EXERCISE
Give back every entry, copied exactly.

EXERCISE MATERIAL

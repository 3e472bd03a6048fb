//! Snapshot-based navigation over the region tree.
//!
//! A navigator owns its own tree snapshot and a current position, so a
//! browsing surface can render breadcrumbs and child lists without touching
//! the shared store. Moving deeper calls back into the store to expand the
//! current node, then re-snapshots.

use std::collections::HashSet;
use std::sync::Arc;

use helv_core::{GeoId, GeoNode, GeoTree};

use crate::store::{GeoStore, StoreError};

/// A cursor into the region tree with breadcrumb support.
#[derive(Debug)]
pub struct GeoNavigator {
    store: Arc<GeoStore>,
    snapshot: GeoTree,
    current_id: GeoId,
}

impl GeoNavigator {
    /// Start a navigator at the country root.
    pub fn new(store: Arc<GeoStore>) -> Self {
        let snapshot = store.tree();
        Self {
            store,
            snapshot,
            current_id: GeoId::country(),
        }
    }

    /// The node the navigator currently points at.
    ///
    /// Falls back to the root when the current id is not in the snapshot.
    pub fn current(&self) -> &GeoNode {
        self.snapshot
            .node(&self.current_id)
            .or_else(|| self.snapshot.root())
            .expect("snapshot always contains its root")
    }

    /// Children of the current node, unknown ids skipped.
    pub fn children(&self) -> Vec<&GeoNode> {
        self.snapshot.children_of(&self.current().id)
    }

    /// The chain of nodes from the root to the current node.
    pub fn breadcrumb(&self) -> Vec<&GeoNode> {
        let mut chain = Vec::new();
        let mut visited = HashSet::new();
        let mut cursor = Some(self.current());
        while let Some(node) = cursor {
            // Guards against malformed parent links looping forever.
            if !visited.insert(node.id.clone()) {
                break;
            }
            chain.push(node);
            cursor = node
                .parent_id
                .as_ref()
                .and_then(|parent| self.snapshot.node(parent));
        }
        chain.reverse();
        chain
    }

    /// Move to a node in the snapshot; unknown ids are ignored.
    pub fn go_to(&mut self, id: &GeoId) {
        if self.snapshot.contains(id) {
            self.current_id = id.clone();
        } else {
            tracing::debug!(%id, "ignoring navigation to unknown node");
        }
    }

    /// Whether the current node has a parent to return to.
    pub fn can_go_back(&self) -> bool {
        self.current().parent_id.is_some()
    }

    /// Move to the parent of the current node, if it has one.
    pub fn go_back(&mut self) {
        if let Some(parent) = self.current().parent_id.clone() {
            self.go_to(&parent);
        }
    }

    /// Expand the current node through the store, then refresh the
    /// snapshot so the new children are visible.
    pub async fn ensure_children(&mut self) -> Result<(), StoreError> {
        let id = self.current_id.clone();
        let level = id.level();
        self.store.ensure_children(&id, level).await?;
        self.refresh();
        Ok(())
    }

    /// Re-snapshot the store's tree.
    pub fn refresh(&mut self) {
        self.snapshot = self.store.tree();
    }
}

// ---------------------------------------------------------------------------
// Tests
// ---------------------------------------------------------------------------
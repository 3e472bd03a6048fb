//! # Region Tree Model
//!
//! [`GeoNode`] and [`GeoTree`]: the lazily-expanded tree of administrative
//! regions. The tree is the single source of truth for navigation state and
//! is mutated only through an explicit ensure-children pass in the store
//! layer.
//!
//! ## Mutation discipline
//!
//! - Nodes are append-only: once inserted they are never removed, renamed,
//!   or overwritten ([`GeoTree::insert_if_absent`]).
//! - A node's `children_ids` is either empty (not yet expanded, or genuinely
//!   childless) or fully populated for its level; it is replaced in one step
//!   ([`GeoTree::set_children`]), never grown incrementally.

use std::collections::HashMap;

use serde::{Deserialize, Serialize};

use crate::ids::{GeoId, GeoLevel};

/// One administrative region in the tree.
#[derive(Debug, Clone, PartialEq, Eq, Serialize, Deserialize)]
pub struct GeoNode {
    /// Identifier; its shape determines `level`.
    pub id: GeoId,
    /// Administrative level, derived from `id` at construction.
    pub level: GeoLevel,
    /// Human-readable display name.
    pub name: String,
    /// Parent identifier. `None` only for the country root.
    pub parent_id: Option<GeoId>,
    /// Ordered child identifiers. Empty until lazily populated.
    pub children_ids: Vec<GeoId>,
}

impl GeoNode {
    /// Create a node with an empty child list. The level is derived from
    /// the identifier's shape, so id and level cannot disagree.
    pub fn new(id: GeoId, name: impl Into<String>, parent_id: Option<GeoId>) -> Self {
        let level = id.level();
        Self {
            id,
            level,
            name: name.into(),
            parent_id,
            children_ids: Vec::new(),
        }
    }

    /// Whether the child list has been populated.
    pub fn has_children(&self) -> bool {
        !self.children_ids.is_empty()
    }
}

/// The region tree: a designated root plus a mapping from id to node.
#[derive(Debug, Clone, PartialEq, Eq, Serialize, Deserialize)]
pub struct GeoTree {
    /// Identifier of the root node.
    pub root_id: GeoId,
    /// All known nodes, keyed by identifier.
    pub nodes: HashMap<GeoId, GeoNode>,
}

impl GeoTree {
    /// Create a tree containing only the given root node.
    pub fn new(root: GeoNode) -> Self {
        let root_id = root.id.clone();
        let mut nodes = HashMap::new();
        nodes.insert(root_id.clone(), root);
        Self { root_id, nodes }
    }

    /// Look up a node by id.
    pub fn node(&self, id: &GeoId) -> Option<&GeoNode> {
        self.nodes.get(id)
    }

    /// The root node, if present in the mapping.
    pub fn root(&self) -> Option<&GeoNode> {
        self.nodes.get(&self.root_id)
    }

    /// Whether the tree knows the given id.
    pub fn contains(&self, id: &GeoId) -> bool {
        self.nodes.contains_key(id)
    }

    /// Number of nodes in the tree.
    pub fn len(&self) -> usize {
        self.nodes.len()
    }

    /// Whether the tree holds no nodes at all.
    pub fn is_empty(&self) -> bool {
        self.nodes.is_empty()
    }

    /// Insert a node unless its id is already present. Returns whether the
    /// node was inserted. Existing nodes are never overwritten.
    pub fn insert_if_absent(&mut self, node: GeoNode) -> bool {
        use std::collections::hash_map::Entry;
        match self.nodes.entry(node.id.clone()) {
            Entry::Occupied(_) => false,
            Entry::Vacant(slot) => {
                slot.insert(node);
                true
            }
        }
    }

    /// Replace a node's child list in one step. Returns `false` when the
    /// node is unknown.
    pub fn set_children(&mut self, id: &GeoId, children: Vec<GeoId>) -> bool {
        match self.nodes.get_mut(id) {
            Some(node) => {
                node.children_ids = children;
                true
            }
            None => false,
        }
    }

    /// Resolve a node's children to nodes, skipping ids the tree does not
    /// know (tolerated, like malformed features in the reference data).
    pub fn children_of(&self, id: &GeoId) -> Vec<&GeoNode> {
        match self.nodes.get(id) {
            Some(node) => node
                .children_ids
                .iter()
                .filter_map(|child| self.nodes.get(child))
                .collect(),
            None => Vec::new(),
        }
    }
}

ANSWER TO THIS EXERCISE
repository 3e472bd03a6048fb
//! Snapshot-based navigation over the region tree.
//!
//! A navigator owns its own tree snapshot and a current position, so a
//! browsing surface can render breadcrumbs and child lists without touching
//! the shared store. Moving deeper calls back into the store to expand the
//! current node, then re-snapshots.

use std::collections::HashSet;
use std::sync::Arc;

use helv_core::{GeoId, GeoNode, GeoTree};

use crate::store::{GeoStore, StoreError};

/// A cursor into the region tree with breadcrumb support.
#[derive(Debug)]
pub struct GeoNavigator {
    store: Arc<GeoStore>,
    snapshot: GeoTree,
    current_id: GeoId,
}

impl GeoNavigator {
    /// Start a navigator at the country root.
    pub fn new(store: Arc<GeoStore>) -> Self {
        let snapshot = store.tree();
        Self {
            store,
            snapshot,
            current_id: GeoId::country(),
        }
    }

    /// The node the navigator currently points at.
    ///
    /// Falls back to the root when the current id is not in the snapshot.
    pub fn current(&self) -> &GeoNode {
        self.snapshot
            .node(&self.current_id)
            .or_else(|| self.snapshot.root())
            .expect("snapshot always contains its root")
    }

    /// Children of the current node, unknown ids skipped.
    pub fn children(&self) -> Vec<&GeoNode> {
        self.snapshot.children_of(&self.current().id)
    }

    /// The chain of nodes from the root to the current node.
    pub fn breadcrumb(&self) -> Vec<&GeoNode> {
        let mut chain = Vec::new();
        let mut visited = HashSet::new();
        let mut cursor = Some(self.current());
        while let Some(node) = cursor {
            // Guards against malformed parent links looping forever.
            if !visited.insert(node.id.clone()) {
                break;
            }
            chain.push(node);
            cursor = node
                .parent_id
                .as_ref()
                .and_then(|parent| self.snapshot.node(parent));
        }
        chain.reverse();
        chain
    }

    /// Move to a node in the snapshot; unknown ids are ignored.
    pub fn go_to(&mut self, id: &GeoId) {
        if self.snapshot.contains(id) {
            self.current_id = id.clone();
        } else {
            tracing::debug!(%id, "ignoring navigation to unknown node");
        }
    }

    /// Whether the current node has a parent to return to.
    pub fn can_go_back(&self) -> bool {
        self.current().parent_id.is_some()
    }

    /// Move to the parent of the current node, if it has one.
    pub fn go_back(&mut self) {
        if let Some(parent) = self.current().parent_id.clone() {
            self.go_to(&parent);
        }
    }

    /// Expand the current node through the store, then refresh the
    /// snapshot so the new children are visible.
    pub async fn ensure_children(&mut self) -> Result<(), StoreError> {
        let id = self.current_id.clone();
        let level = id.level();
        self.store.ensure_children(&id, level).await?;
        self.refresh();
        Ok(())
    }

    /// Re-snapshot the store's tree.
    pub fn refresh(&mut self) {
        self.snapshot = self.store.tree();
    }
}

// ---------------------------------------------------------------------------
// Tests
// ---------------------------------------------------------------------------
repository 3e472bd03a6048fb
//! # Region Tree Model
//!
//! [`GeoNode`] and [`GeoTree`]: the lazily-expanded tree of administrative
//! regions. The tree is the single source of truth for navigation state and
//! is mutated only through an explicit ensure-children pass in the store
//! layer.
//!
//! ## Mutation discipline
//!
//! - Nodes are append-only: once inserted they are never removed, renamed,
//!   or overwritten ([`GeoTree::insert_if_absent`]).
//! - A node's `children_ids` is either empty (not yet expanded, or genuinely
//!   childless) or fully populated for its level; it is replaced in one step
//!   ([`GeoTree::set_children`]), never grown incrementally.

use std::collections::HashMap;

use serde::{Deserialize, Serialize};

use crate::ids::{GeoId, GeoLevel};

/// One administrative region in the tree.
#[derive(Debug, Clone, PartialEq, Eq, Serialize, Deserialize)]
pub struct GeoNode {
    /// Identifier; its shape determines `level`.
    pub id: GeoId,
    /// Administrative level, derived from `id` at construction.
    pub level: GeoLevel,
    /// Human-readable display name.
    pub name: String,
    /// Parent identifier. `None` only for the country root.
    pub parent_id: Option<GeoId>,
    /// Ordered child identifiers. Empty until lazily populated.
    pub children_ids: Vec<GeoId>,
}

impl GeoNode {
    /// Create a node with an empty child list. The level is derived from
    /// the identifier's shape, so id and level cannot disagree.
    pub fn new(id: GeoId, name: impl Into<String>, parent_id: Option<GeoId>) -> Self {
        let level = id.level();
        Self {
            id,
            level,
            name: name.into(),
            parent_id,
            children_ids: Vec::new(),
        }
    }

    /// Whether the child list has been populated.
    pub fn has_children(&self) -> bool {
        !self.children_ids.is_empty()
    }
}

/// The region tree: a designated root plus a mapping from id to node.
#[derive(Debug, Clone, PartialEq, Eq, Serialize, Deserialize)]
pub struct GeoTree {
    /// Identifier of the root node.
    pub root_id: GeoId,
    /// All known nodes, keyed by identifier.
    pub nodes: HashMap<GeoId, GeoNode>,
}

impl GeoTree {
    /// Create a tree containing only the given root node.
    pub fn new(root: GeoNode) -> Self {
        let root_id = root.id.clone();
        let mut nodes = HashMap::new();
        nodes.insert(root_id.clone(), root);
        Self { root_id, nodes }
    }

    /// Look up a node by id.
    pub fn node(&self, id: &GeoId) -> Option<&GeoNode> {
        self.nodes.get(id)
    }

    /// The root node, if present in the mapping.
    pub fn root(&self) -> Option<&GeoNode> {
        self.nodes.get(&self.root_id)
    }

    /// Whether the tree knows the given id.
    pub fn contains(&self, id: &GeoId) -> bool {
        self.nodes.contains_key(id)
    }

    /// Number of nodes in the tree.
    pub fn len(&self) -> usize {
        self.nodes.len()
    }

    /// Whether the tree holds no nodes at all.
    pub fn is_empty(&self) -> bool {
        self.nodes.is_empty()
    }

    /// Insert a node unless its id is already present. Returns whether the
    /// node was inserted. Existing nodes are never overwritten.
    pub fn insert_if_absent(&mut self, node: GeoNode) -> bool {
        use std::collections::hash_map::Entry;
        match self.nodes.entry(node.id.clone()) {
            Entry::Occupied(_) => false,
            Entry::Vacant(slot) => {
                slot.insert(node);
                true
            }
        }
    }

    /// Replace a node's child list in one step. Returns `false` when the
    /// node is unknown.
    pub fn set_children(&mut self, id: &GeoId, children: Vec<GeoId>) -> bool {
        match self.nodes.get_mut(id) {
            Some(node) => {
                node.children_ids = children;
                true
            }
            None => false,
        }
    }

    /// Resolve a node's children to nodes, skipping ids the tree does not
    /// know (tolerated, like malformed features in the reference data).
    pub fn children_of(&self, id: &GeoId) -> Vec<&GeoNode> {
        match self.nodes.get(id) {
            Some(node) => node
                .children_ids
                .iter()
                .filter_map(|child| self.nodes.get(child))
                .collect(),
            None => Vec::new(),
        }
    }
}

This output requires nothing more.